In memoriam: Michael Lee Aday: 1947-2022 —

If one could think the Dionysian in music, what would that be like? What would that sound like? Better still: who would that be?

Nietzsche tells us in a book, starting with the very first section through to the end of The Birth of Tragedy Out of the Spirit of Music.

He tells us — via Schiller, who wrote the words, but also via Schiller’s theory of ancient tragedy — that the Dionysian is Beethoven. Not the Beethoven of The Creatures of Prometheus, although the little vignette Nietzsche pays for out of pocket, commissioning Prometheus unbound, liberated from his manacles shattered and broken on the rocks, can make us wonder, coupled with Goethe’s creative verses, the titan stealing the human-forming thunder of Genesis, moulded from clay and all.

Nietzsche starts as musically verbatim as possible, quoting The Ninth Symphony, the choral ode, all to go on to play with the spur, the thorn, the edge of dissonance. Elsewhere, I revisit Adrienne Rich’s reflection on the protracted endurance of dissonance in The Ninth Symphony of Beethoven Understood at Last as a Sexual Message. Through this work, Beethoven acted like a rapist, so the cultural musicologists said. Her poem makes her point plain: had it been her purpose (it was not), his would be another name to add to a list of the cancelled.  There are already so many names on the list, all of them, arguably, with reason.

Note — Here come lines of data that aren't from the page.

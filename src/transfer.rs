//! Transfer functions: scalar intensity to color/opacity mappings used by the
//! volumetric renderer, plus the density-window conversion for calibrated data.

/// Color control point in absolute scalar units.
#[derive(Debug, Clone, Copy, PartialEq)]
pub struct ColorStop {
    pub scalar: f32,
    pub color: [f32; 3],
}

/// Opacity control point. For gradient-opacity curves the `scalar` field is
/// the gradient magnitude normalized to [0, 1] against the scalar range.
#[derive(Debug, Clone, Copy, PartialEq)]
pub struct OpacityStop {
    pub scalar: f32,
    pub opacity: f32,
}

#[derive(Debug, Clone, Copy, PartialEq)]
pub struct Lighting {
    pub ambient: f32,
    pub diffuse: f32,
    pub specular: f32,
    pub specular_power: f32,
}

impl Default for Lighting {
    fn default() -> Self {
        Self {
            ambient: 0.2,
            diffuse: 0.7,
            specular: 0.2,
            specular_power: 10.0,
        }
    }
}

#[derive(Debug, Clone, Copy, PartialEq, Eq, Default)]
pub enum BlendMode {
    #[default]
    Composite,
    MaximumIntensity,
}

/// An immutable scalar-to-appearance table, produced by a preset for one
/// volume's observed scalar range.
#[derive(Debug, Clone, PartialEq)]
pub struct TransferFunction {
    /// Sorted ascending by scalar.
    pub color: Vec<ColorStop>,
    /// Sorted ascending by scalar.
    pub opacity: Vec<OpacityStop>,
    /// Empty when gradient modulation is disabled.
    pub gradient_opacity: Vec<OpacityStop>,
    pub lighting: Lighting,
    pub shade: bool,
    pub blend: BlendMode,
}

impl TransferFunction {
    /// Piecewise-linear color lookup, clamped to the outer stops.
    pub fn color_at(&self, scalar: f32) -> [f32; 3] {
        let stops = &self.color;
        if stops.is_empty() {
            return [1.0, 1.0, 1.0];
        }
        if scalar <= stops[0].scalar {
            return stops[0].color;
        }
        let last = stops[stops.len() - 1];
        if scalar >= last.scalar {
            return last.color;
        }
        for pair in stops.windows(2) {
            let (s0, s1) = (pair[0], pair[1]);
            if scalar >= s0.scalar && scalar <= s1.scalar {
                let t = if s1.scalar > s0.scalar {
                    (scalar - s0.scalar) / (s1.scalar - s0.scalar)
                } else {
                    0.0
                };
                return [
                    lerp(s0.color[0], s1.color[0], t),
                    lerp(s0.color[1], s1.color[1], t),
                    lerp(s0.color[2], s1.color[2], t),
                ];
            }
        }
        last.color
    }

    pub fn opacity_at(&self, scalar: f32) -> f32 {
        eval_opacity(&self.opacity, scalar, 0.0)
    }

    /// Opacity modifier for a normalized gradient magnitude; 1.0 when the
    /// curve is disabled.
    pub fn gradient_opacity_at(&self, magnitude: f32) -> f32 {
        if self.gradient_opacity.is_empty() {
            return 1.0;
        }
        eval_opacity(&self.gradient_opacity, magnitude, 1.0)
    }
}

fn eval_opacity(stops: &[OpacityStop], scalar: f32, empty_default: f32) -> f32 {
    if stops.is_empty() {
        return empty_default;
    }
    if scalar <= stops[0].scalar {
        return stops[0].opacity;
    }
    let last = stops[stops.len() - 1];
    if scalar >= last.scalar {
        return last.opacity;
    }
    for pair in stops.windows(2) {
        let (s0, s1) = (pair[0], pair[1]);
        if scalar >= s0.scalar && scalar <= s1.scalar {
            let t = if s1.scalar > s0.scalar {
                (scalar - s0.scalar) / (s1.scalar - s0.scalar)
            } else {
                0.0
            };
            return lerp(s0.opacity, s1.opacity, t);
        }
    }
    last.opacity
}

#[inline]
fn lerp(a: f32, b: f32, t: f32) -> f32 {
    a + (b - a) * t.clamp(0.0, 1.0)
}

/// Scalar value at a fraction of the observed range.
#[inline]
pub fn fraction_of_range(min: f32, max: f32, fraction: f32) -> f32 {
    min + (max - min) * fraction
}

/// Convert a physical density-unit window into the volume's scalar range.
///
/// Calibrated volumetric data carries density units as raw scalar values, so
/// the window is clamped into [min, max]; a window entirely outside the
/// observed range collapses to its nearest edge.
pub fn window_to_scalar_range(min: f32, max: f32, low_unit: f32, high_unit: f32) -> (f32, f32) {
    let low = low_unit.clamp(min, max);
    let high = high_unit.clamp(min, max);
    if low <= high { (low, high) } else { (high, low) }
}

#[cfg(test)]
mod tests {
    use super::*;
    use approx::assert_relative_eq;

    fn ramp() -> TransferFunction {
        TransferFunction {
            color: vec![
                ColorStop {
                    scalar: 0.0,
                    color: [0.0, 0.0, 0.0],
                },
                ColorStop {
                    scalar: 100.0,
                    color: [1.0, 0.5, 0.0],
                },
            ],
            opacity: vec![
                OpacityStop {
                    scalar: 0.0,
                    opacity: 0.0,
                },
                OpacityStop {
                    scalar: 100.0,
                    opacity: 1.0,
                },
            ],
            gradient_opacity: Vec::new(),
            lighting: Lighting::default(),
            shade: true,
            blend: BlendMode::Composite,
        }
    }

    #[test]
    fn lookups_clamp_to_outer_stops() {
        let tf = ramp();
        assert_eq!(tf.color_at(-50.0), [0.0, 0.0, 0.0]);
        assert_eq!(tf.color_at(500.0), [1.0, 0.5, 0.0]);
        assert_relative_eq!(tf.opacity_at(-1.0), 0.0);
        assert_relative_eq!(tf.opacity_at(101.0), 1.0);
    }

    #[test]
    fn lookups_interpolate_between_stops() {
        let tf = ramp();
        let mid = tf.color_at(50.0);
        assert_relative_eq!(mid[0], 0.5, epsilon = 1e-5);
        assert_relative_eq!(mid[1], 0.25, epsilon = 1e-5);
        assert_relative_eq!(tf.opacity_at(25.0), 0.25, epsilon = 1e-5);
    }

    #[test]
    fn missing_gradient_curve_is_transparent_to_opacity() {
        let tf = ramp();
        assert_relative_eq!(tf.gradient_opacity_at(0.0), 1.0);
        assert_relative_eq!(tf.gradient_opacity_at(0.9), 1.0);
    }

    #[test]
    fn window_clamps_into_scalar_range() {
        assert_eq!(window_to_scalar_range(0.0, 255.0, -1024.0, 400.0), (0.0, 255.0));
        assert_eq!(
            window_to_scalar_range(-1024.0, 3071.0, 300.0, 1500.0),
            (300.0, 1500.0)
        );
        // Window entirely above the range collapses to the upper edge.
        assert_eq!(window_to_scalar_range(0.0, 100.0, 300.0, 1500.0), (100.0, 100.0));
    }
}
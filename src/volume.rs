use crate::enums::{Orientation, ScalarKind};

use glam::Vec3;
use ndarray::{Array2, Array3, s};

/// Typed scalar grid backing a [`Volume`], indexed (depth, height, width).
///
/// The element type is the narrowest integer type that losslessly holds the
/// source samples, falling back to `f32`.
#[derive(Debug, Clone)]
pub enum VolumeScalars {
    U8(Array3<u8>),
    I8(Array3<i8>),
    U16(Array3<u16>),
    I16(Array3<i16>),
    F32(Array3<f32>),
}

impl VolumeScalars {
    pub fn kind(&self) -> ScalarKind {
        match self {
            VolumeScalars::U8(_) => ScalarKind::U8,
            VolumeScalars::I8(_) => ScalarKind::I8,
            VolumeScalars::U16(_) => ScalarKind::U16,
            VolumeScalars::I16(_) => ScalarKind::I16,
            VolumeScalars::F32(_) => ScalarKind::F32,
        }
    }

    /// Dimensions as (depth, height, width).
    pub fn dim(&self) -> (usize, usize, usize) {
        match self {
            VolumeScalars::U8(a) => a.dim(),
            VolumeScalars::I8(a) => a.dim(),
            VolumeScalars::U16(a) => a.dim(),
            VolumeScalars::I16(a) => a.dim(),
            VolumeScalars::F32(a) => a.dim(),
        }
    }

    #[inline]
    pub fn value(&self, z: usize, y: usize, x: usize) -> f32 {
        match self {
            VolumeScalars::U8(a) => a[[z, y, x]] as f32,
            VolumeScalars::I8(a) => a[[z, y, x]] as f32,
            VolumeScalars::U16(a) => a[[z, y, x]] as f32,
            VolumeScalars::I16(a) => a[[z, y, x]] as f32,
            VolumeScalars::F32(a) => a[[z, y, x]],
        }
    }

    fn value_range(&self) -> (f32, f32) {
        fn fold<'a, T: Copy + Into<f64> + 'a>(
            iter: impl Iterator<Item = &'a T>,
        ) -> (f32, f32) {
            let mut min = f64::INFINITY;
            let mut max = f64::NEG_INFINITY;
            for &v in iter {
                let v: f64 = v.into();
                if v.is_nan() {
                    continue;
                }
                min = min.min(v);
                max = max.max(v);
            }
            if min > max {
                (0.0, 0.0)
            } else {
                (min as f32, max as f32)
            }
        }

        match self {
            VolumeScalars::U8(a) => fold(a.iter()),
            VolumeScalars::I8(a) => fold(a.iter()),
            VolumeScalars::U16(a) => fold(a.iter()),
            VolumeScalars::I16(a) => fold(a.iter()),
            VolumeScalars::F32(a) => fold(a.iter()),
        }
    }
}

/// The assembled 3-D scalar field of one tomographic series.
///
/// Built once per loaded series and read-only afterward; both the re-slice
/// viewports and the volumetric viewport reference it, never own it.
#[derive(Debug, Clone)]
pub struct Volume {
    data: VolumeScalars,
    /// Real-world voxel spacing (x, y, z).
    spacing: (f32, f32, f32),
    scalar_range: (f32, f32),
}

impl Volume {
    pub fn new(data: VolumeScalars, spacing: (f32, f32, f32)) -> Self {
        let scalar_range = data.value_range();
        Self {
            data,
            spacing,
            scalar_range,
        }
    }

    /// Get the dimensions of the volume (depth, height, width)
    pub fn dim(&self) -> (usize, usize, usize) {
        self.data.dim()
    }

    pub fn data(&self) -> &VolumeScalars {
        &self.data
    }

    pub fn kind(&self) -> ScalarKind {
        self.data.kind()
    }

    pub fn spacing(&self) -> (f32, f32, f32) {
        self.spacing
    }

    /// Observed (min, max) of the scalar field.
    pub fn scalar_range(&self) -> (f32, f32) {
        self.scalar_range
    }

    /// Physical extent (x, y, z); the volume occupies [0, size] on each axis.
    pub fn size(&self) -> Vec3 {
        let (depth, height, width) = self.dim();
        Vec3::new(
            width as f32 * self.spacing.0,
            height as f32 * self.spacing.1,
            depth as f32 * self.spacing.2,
        )
    }

    /// Geometric center in physical coordinates.
    pub fn center(&self) -> Vec3 {
        self.size() * 0.5
    }

    /// Spacing along a principal axis by index (x = 0, y = 1, z = 2).
    pub fn spacing_along(&self, axis: usize) -> f32 {
        match axis {
            0 => self.spacing.0,
            1 => self.spacing.1,
            _ => self.spacing.2,
        }
    }

    pub fn contains(&self, point: Vec3) -> bool {
        let size = self.size();
        point.x >= 0.0
            && point.y >= 0.0
            && point.z >= 0.0
            && point.x <= size.x
            && point.y <= size.y
            && point.z <= size.z
    }

    #[inline]
    pub fn voxel(&self, z: usize, y: usize, x: usize) -> f32 {
        self.data.value(z, y, x)
    }

    /// Number of voxels along the axis a plane of this orientation steps through.
    pub fn axis_len(&self, orientation: Orientation) -> usize {
        let (depth, height, width) = self.dim();
        match orientation {
            Orientation::Axial => depth,
            Orientation::Coronal => height,
            Orientation::Sagittal => width,
        }
    }

    /// Materialize one axis-aligned cross-section as `f32` samples.
    pub fn axis_slice(&self, orientation: Orientation, index: usize) -> Option<Array2<f32>> {
        if index >= self.axis_len(orientation) {
            return None;
        }

        fn take<T: Copy + Into<f64>>(
            a: &Array3<T>,
            orientation: Orientation,
            index: usize,
        ) -> Array2<f32> {
            let view = match orientation {
                Orientation::Axial => a.slice(s![index, .., ..]),
                Orientation::Coronal => a.slice(s![.., index, ..]),
                Orientation::Sagittal => a.slice(s![.., .., index]),
            };
            view.map(|&v| {
                let v: f64 = v.into();
                v as f32
            })
        }

        Some(match &self.data {
            VolumeScalars::U8(a) => take(a, orientation, index),
            VolumeScalars::I8(a) => take(a, orientation, index),
            VolumeScalars::U16(a) => take(a, orientation, index),
            VolumeScalars::I16(a) => take(a, orientation, index),
            VolumeScalars::F32(a) => take(a, orientation, index),
        })
    }

    /// Trilinear sample at a physical point, clamped to the grid edges.
    ///
    /// Voxel centers sit at `(i + 0.5) * spacing`.
    pub fn sample(&self, point: Vec3) -> f32 {
        let (depth, height, width) = self.dim();

        let fx = (point.x / self.spacing.0 - 0.5).clamp(0.0, (width - 1) as f32);
        let fy = (point.y / self.spacing.1 - 0.5).clamp(0.0, (height - 1) as f32);
        let fz = (point.z / self.spacing.2 - 0.5).clamp(0.0, (depth - 1) as f32);

        let x0 = fx.floor() as usize;
        let y0 = fy.floor() as usize;
        let z0 = fz.floor() as usize;
        let x1 = (x0 + 1).min(width - 1);
        let y1 = (y0 + 1).min(height - 1);
        let z1 = (z0 + 1).min(depth - 1);

        let dx = fx - x0 as f32;
        let dy = fy - y0 as f32;
        let dz = fz - z0 as f32;

        let lerp = |a: f32, b: f32, t: f32| a.mul_add(1.0 - t, b * t);

        let c00 = lerp(self.voxel(z0, y0, x0), self.voxel(z0, y0, x1), dx);
        let c01 = lerp(self.voxel(z0, y1, x0), self.voxel(z0, y1, x1), dx);
        let c10 = lerp(self.voxel(z1, y0, x0), self.voxel(z1, y0, x1), dx);
        let c11 = lerp(self.voxel(z1, y1, x0), self.voxel(z1, y1, x1), dx);

        let c0 = lerp(c00, c01, dy);
        let c1 = lerp(c10, c11, dy);

        lerp(c0, c1, dz)
    }

    /// Central-difference intensity gradient at a physical point,
    /// in scalar units per physical unit.
    pub fn gradient(&self, point: Vec3) -> Vec3 {
        let (sx, sy, sz) = self.spacing;
        let gx = self.sample(point + Vec3::new(sx, 0.0, 0.0))
            - self.sample(point - Vec3::new(sx, 0.0, 0.0));
        let gy = self.sample(point + Vec3::new(0.0, sy, 0.0))
            - self.sample(point - Vec3::new(0.0, sy, 0.0));
        let gz = self.sample(point + Vec3::new(0.0, 0.0, sz))
            - self.sample(point - Vec3::new(0.0, 0.0, sz));
        Vec3::new(gx / (2.0 * sx), gy / (2.0 * sy), gz / (2.0 * sz))
    }
}

#[cfg(test)]
mod tests {
    use super::*;
    use approx::assert_relative_eq;
    use ndarray::Array3;

    fn ramp_volume() -> Volume {
        // 4x4x4, value == x index
        let data = Array3::from_shape_fn((4, 4, 4), |(_, _, x)| x as u16 * 10);
        Volume::new(VolumeScalars::U16(data), (1.0, 1.0, 2.0))
    }

    #[test]
    fn scalar_range_is_observed_min_max() {
        let volume = ramp_volume();
        assert_eq!(volume.scalar_range(), (0.0, 30.0));
    }

    #[test]
    fn physical_size_scales_with_spacing() {
        let volume = ramp_volume();
        assert_eq!(volume.size(), Vec3::new(4.0, 4.0, 8.0));
        assert_eq!(volume.center(), Vec3::new(2.0, 2.0, 4.0));
    }

    #[test]
    fn trilinear_sample_interpolates_between_voxel_centers() {
        let volume = ramp_volume();
        // Halfway between the centers of x = 1 (value 10) and x = 2 (value 20).
        let v = volume.sample(Vec3::new(2.0, 2.0, 4.0));
        assert_relative_eq!(v, 15.0, epsilon = 1e-4);
    }

    #[test]
    fn gradient_points_along_the_ramp() {
        let volume = ramp_volume();
        let g = volume.gradient(Vec3::new(2.0, 2.0, 4.0));
        assert!(g.x > 0.0);
        assert_relative_eq!(g.y, 0.0, epsilon = 1e-4);
        assert_relative_eq!(g.z, 0.0, epsilon = 1e-4);
    }

    #[test]
    fn axis_slice_bounds_checked() {
        let volume = ramp_volume();
        assert!(volume.axis_slice(Orientation::Axial, 3).is_some());
        assert!(volume.axis_slice(Orientation::Axial, 4).is_none());
    }
}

In the book they wrote on Nietzsche’s first book, Silk and Stern can make neither head nor tails of Archilochus: it is Nietzsche who has got to be wrong. Classicists make the same claim for their own reasons but still it got under their skins — ‘Nothing to do With Dionysus’ even when they were writing about neither Nietzsche nor Archilochus.

But the Dionysian in music: could it be Hallelujah? Hard to argue for or against this, no matter how it’s sung and no matter who sings it, k.d lang, or Bob Dylan.

Here, the question of sex appeal and preference in music is less for the song sung than for the one who looks the part. This, Nietzsche tells us, is the Apollinian. In the case of Leonard Cohen’s Hallelujah, that’s not Cohen himself but Jeff Buckley after all these years.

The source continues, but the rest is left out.